Hellstrom studied Peruge. The man was having trouble recovering, not surprising in view of how Fancy had armed herself for that attack. It had been an attack, Hellstrom realized. Pure attack. She was out to get Peruge, to breed him.

“That's a—very attractive woman,” Peruge said, his voice husky.

“Would you like to go over to the house for a cup of coffee?” Hellstrom asked, feeling a sudden sympathy for Peruge. The poor wild creature had no idea what had happened to him.

“That's very kind of you,” Peruge said, “but I thought we were going to look at your studio.”

“Didn't you see the studio out there?”

“Is that all there is to it?”

“Oh, we have the usual support facilities,” Hellstrom said. “Some of it's too technical for the casual visitor to understand, but we have a wardrobe section and one of the best editing labs in the business. Our collection of rare insects is without equal anywhere in the world. We could also screen some of our film for you if you'd like, just to show you what we do here, but not today, I'm afraid. The schedule is pretty tight. I hope you understand.”

Kraft took up his cue. “Are we delaying you, Doc? I know how important your work is. We just came up to find out if any of your people had seen Mr. Peruge's friends.”

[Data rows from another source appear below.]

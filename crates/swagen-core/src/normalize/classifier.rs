use indexmap::IndexMap;

use crate::error::NormalizeError;
use crate::parse::common::RawParameter;
use crate::view::{Parameter, ParameterLocation};

use super::identifier::capitalize_first;
use super::registry::{Registry, ref_key};

/// Classifies raw parameters into canonical [`Parameter`] records for one
/// operation: applies the drop rules, merges inline schemas, resolves
/// references, collapses dotted/indexed nested groups, and tags locations.
///
/// Synthesized nested-group parameters are appended after all directly
/// mapped ones, in the order their group prefix was first seen.
pub struct ParameterClassifier<'a> {
    registry: &'a Registry,
    direct: Vec<Parameter>,
    grouped: IndexMap<String, Parameter>,
}

enum GroupKind {
    /// `prefix[0].field` collapses to an array of the prefix definition.
    List,
    /// `prefix.field` collapses to a reference to the prefix definition.
    Object,
}

impl<'a> ParameterClassifier<'a> {
    pub fn new(registry: &'a Registry) -> Self {
        Self {
            registry,
            direct: Vec::new(),
            grouped: IndexMap::new(),
        }
    }

    /// Classify one raw parameter, producing zero or one canonical record.
    pub fn classify(&mut self, raw: &RawParameter) -> Result<(), NormalizeError> {
        if raw.exclude_from_bindings {
            return Ok(());
        }
        if raw.proxy_header.is_some() {
            return Ok(());
        }

        // A bare `$ref` into a shared parameter section stands in for the
        // whole parameter; resolve it before classifying.
        if let Some(ref_path) = &raw.ref_path {
            if Registry::is_parameter_ref(ref_path) {
                let resolved = self.registry.resolve_parameter(ref_path)?.clone();
                return self.classify_effective(&resolved);
            }
        }

        self.classify_effective(raw)
    }

    fn classify_effective(&mut self, raw: &RawParameter) -> Result<(), NormalizeError> {
        // An inline schema becomes the effective type source.
        let mut ref_path = raw.ref_path.clone();
        let mut type_name = raw.type_name.clone();
        let mut enum_values = raw.enum_values.clone();
        if let Some(schema) = &raw.schema {
            if schema.ref_path.is_some() {
                ref_path = schema.ref_path.clone();
            }
            if schema.type_name.is_some() {
                type_name = schema.type_name.clone();
            }
            if !schema.enum_values.is_empty() {
                enum_values = schema.enum_values.clone();
            }
        }

        let Some(name) = raw.name.clone() else {
            log::warn!("dropping parameter without a name");
            return Ok(());
        };

        let location_tag = raw.location.as_deref().or(raw.param_type.as_deref());
        let location = match location_tag {
            Some("path") => ParameterLocation::Path,
            Some("query") => ParameterLocation::Query,
            Some("body") => ParameterLocation::Body,
            Some("formData") | Some("form") => ParameterLocation::Form,
            // Header parameters are never exposed as bindable arguments.
            Some("header") => return Ok(()),
            other => {
                log::warn!(
                    "dropping parameter `{}` with unsupported location {:?}",
                    name,
                    other
                );
                return Ok(());
            }
        };

        // Dotted/indexed names collapse into one synthesized parameter per
        // group prefix, provided a matching definition exists.
        if let Some((prefix, kind)) = group_prefix(&name) {
            if self.grouped.contains_key(prefix) {
                return Ok(());
            }
            let definition_name = capitalize_first(prefix);
            if self.registry.definitions.contains_key(&definition_name) {
                self.grouped.insert(
                    prefix.to_string(),
                    Parameter {
                        name: prefix.to_string(),
                        location,
                        required: raw.required,
                        ref_type: Some(definition_name),
                        type_name: None,
                        is_collection: matches!(kind, GroupKind::List),
                        is_singleton: false,
                        singleton_value: None,
                        pattern: None,
                    },
                );
                return Ok(());
            }
        }

        let ref_type = match &ref_path {
            Some(ref_path) => {
                self.registry.resolve_definition(ref_path)?;
                Some(ref_key(ref_path).to_string())
            }
            None => None,
        };

        let is_singleton = enum_values.len() == 1;
        let singleton_value = is_singleton.then(|| enum_values[0].clone());

        let pattern = match location {
            ParameterLocation::Query => raw.name_pattern.clone(),
            _ => None,
        };

        self.direct.push(Parameter {
            name,
            location,
            required: raw.required,
            ref_type,
            type_name,
            is_collection: false,
            is_singleton,
            singleton_value,
            pattern,
        });
        Ok(())
    }

    /// All classified parameters: direct ones first, then synthesized
    /// groups in first-encounter order.
    pub fn finish(self) -> Vec<Parameter> {
        let mut parameters = self.direct;
        parameters.extend(self.grouped.into_values());
        parameters
    }
}

/// Detect a nested-group parameter name. `prefix[<digits>].field` is the
/// list form and `prefix.field` the object form; the prefix must be
/// non-empty and something must follow the separator.
fn group_prefix(name: &str) -> Option<(&str, GroupKind)> {
    if let Some(bracket) = name.find('[') {
        if bracket > 0 {
            let rest = &name[bracket + 1..];
            if let Some(close) = rest.find(']') {
                let index = &rest[..close];
                let after = &rest[close + 1..];
                if !index.is_empty()
                    && index.bytes().all(|b| b.is_ascii_digit())
                    && after.len() > 1
                    && after.starts_with('.')
                {
                    return Some((&name[..bracket], GroupKind::List));
                }
            }
        }
    }
    if let Some(dot) = name.find('.') {
        if dot > 0 && dot + 1 < name.len() {
            return Some((&name[..dot], GroupKind::Object));
        }
    }
    None
}

#[cfg(test)]
mod tests {
    use indexmap::IndexMap;
    use serde_json::json;

    use super::*;
    use crate::parse::common::{RawParameter, RawParameterSchema, SchemaObject};

    fn registry_with(names: &[&str]) -> Registry {
        let schemas: IndexMap<String, SchemaObject> = names
            .iter()
            .map(|n| (n.to_string(), SchemaObject::default()))
            .collect();
        Registry::build(&schemas, &IndexMap::new()).unwrap()
    }

    fn query_param(name: &str) -> RawParameter {
        RawParameter {
            name: Some(name.to_string()),
            location: Some("query".to_string()),
            ..Default::default()
        }
    }

    #[test]
    fn header_parameters_are_dropped() {
        let registry = registry_with(&[]);
        let mut classifier = ParameterClassifier::new(&registry);
        let mut param = query_param("x-request-id");
        param.location = Some("header".to_string());
        classifier.classify(&param).unwrap();
        assert!(classifier.finish().is_empty());
    }

    #[test]
    fn exclusion_extensions_are_dropped() {
        let registry = registry_with(&[]);
        let mut classifier = ParameterClassifier::new(&registry);
        let mut excluded = query_param("internal");
        excluded.exclude_from_bindings = true;
        let mut proxied = query_param("x-forwarded-for");
        proxied.proxy_header = Some("X-Forwarded-For".to_string());
        classifier.classify(&excluded).unwrap();
        classifier.classify(&proxied).unwrap();
        assert!(classifier.finish().is_empty());
    }

    #[test]
    fn nested_list_group_collapses_to_one_array_parameter() {
        let registry = registry_with(&["Filter"]);
        let mut classifier = ParameterClassifier::new(&registry);
        classifier.classify(&query_param("filter[0].name")).unwrap();
        classifier.classify(&query_param("filter[0].value")).unwrap();
        classifier.classify(&query_param("filter[1].name")).unwrap();

        let parameters = classifier.finish();
        assert_eq!(parameters.len(), 1);
        let filter = &parameters[0];
        assert_eq!(filter.name, "filter");
        assert_eq!(filter.ref_type.as_deref(), Some("Filter"));
        assert!(filter.is_collection);
    }

    #[test]
    fn dotted_group_collapses_to_reference_parameter() {
        let registry = registry_with(&["Address"]);
        let mut classifier = ParameterClassifier::new(&registry);
        classifier.classify(&query_param("address.street")).unwrap();
        classifier.classify(&query_param("address.city")).unwrap();

        let parameters = classifier.finish();
        assert_eq!(parameters.len(), 1);
        assert_eq!(parameters[0].name, "address");
        assert_eq!(parameters[0].ref_type.as_deref(), Some("Address"));
        assert!(!parameters[0].is_collection);
    }

    #[test]
    fn dotted_name_without_definition_maps_directly() {
        let registry = registry_with(&[]);
        let mut classifier = ParameterClassifier::new(&registry);
        classifier.classify(&query_param("sort.field")).unwrap();

        let parameters = classifier.finish();
        assert_eq!(parameters.len(), 1);
        assert_eq!(parameters[0].name, "sort.field");
        assert!(parameters[0].ref_type.is_none());
    }

    #[test]
    fn synthesized_groups_follow_direct_parameters() {
        let registry = registry_with(&["Filter"]);
        let mut classifier = ParameterClassifier::new(&registry);
        classifier.classify(&query_param("filter[0].name")).unwrap();
        classifier.classify(&query_param("page")).unwrap();

        let parameters = classifier.finish();
        assert_eq!(parameters[0].name, "page");
        assert_eq!(parameters[1].name, "filter");
    }

    #[test]
    fn singleton_enum_records_its_value() {
        let registry = registry_with(&[]);
        let mut classifier = ParameterClassifier::new(&registry);
        let mut param = query_param("format");
        param.enum_values = vec![json!("json")];
        classifier.classify(&param).unwrap();

        let parameters = classifier.finish();
        assert!(parameters[0].is_singleton);
        assert_eq!(parameters[0].singleton_value, Some(json!("json")));
    }

    #[test]
    fn two_element_enum_is_not_a_singleton() {
        let registry = registry_with(&[]);
        let mut classifier = ParameterClassifier::new(&registry);
        let mut param = query_param("format");
        param.enum_values = vec![json!("json"), json!("xml")];
        classifier.classify(&param).unwrap();
        assert!(!classifier.finish()[0].is_singleton);
    }

    #[test]
    fn inline_schema_is_the_effective_type_source() {
        let registry = registry_with(&["Pet"]);
        let mut classifier = ParameterClassifier::new(&registry);
        let mut param = RawParameter {
            name: Some("pet".to_string()),
            location: Some("body".to_string()),
            required: true,
            ..Default::default()
        };
        param.schema = Some(RawParameterSchema {
            ref_path: Some("#/definitions/Pet".to_string()),
            ..Default::default()
        });
        classifier.classify(&param).unwrap();

        let parameters = classifier.finish();
        assert_eq!(parameters[0].location, ParameterLocation::Body);
        assert_eq!(parameters[0].ref_type.as_deref(), Some("Pet"));
    }

    #[test]
    fn dangling_schema_reference_is_an_error() {
        let registry = registry_with(&[]);
        let mut classifier = ParameterClassifier::new(&registry);
        let mut param = query_param("pet");
        param.schema = Some(RawParameterSchema {
            ref_path: Some("#/definitions/Pet".to_string()),
            ..Default::default()
        });
        assert!(matches!(
            classifier.classify(&param),
            Err(NormalizeError::UnresolvedReference(_))
        ));
    }

    #[test]
    fn name_pattern_surfaces_on_query_parameters() {
        let registry = registry_with(&[]);
        let mut classifier = ParameterClassifier::new(&registry);
        let mut param = query_param("ids");
        param.name_pattern = Some("^ids\\[\\d+\\]$".to_string());
        classifier.classify(&param).unwrap();
        assert_eq!(
            classifier.finish()[0].pattern.as_deref(),
            Some("^ids\\[\\d+\\]$")
        );
    }
}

“I'll certainly inquire about that,” Hellstrom said. “Why don't you come back and take lunch with us tomorrow, Mr. Peruge? Maybe I'll have something to report by then.”

“I'd like to do that,” Peruge said. “What time?”

“Would eleven be all right?”

“That'd be fine. Maybe some of your people would like to hear about my company then, too. We
do
have an intense interest in metallurgy and new inventions.”

There he goes again! Hellstrom thought. He said, “If you get here by eleven, that'll give you about an hour before lunch. I'll have someone show you around—editing, wardrobe, the insects.” He smiled pleasantly.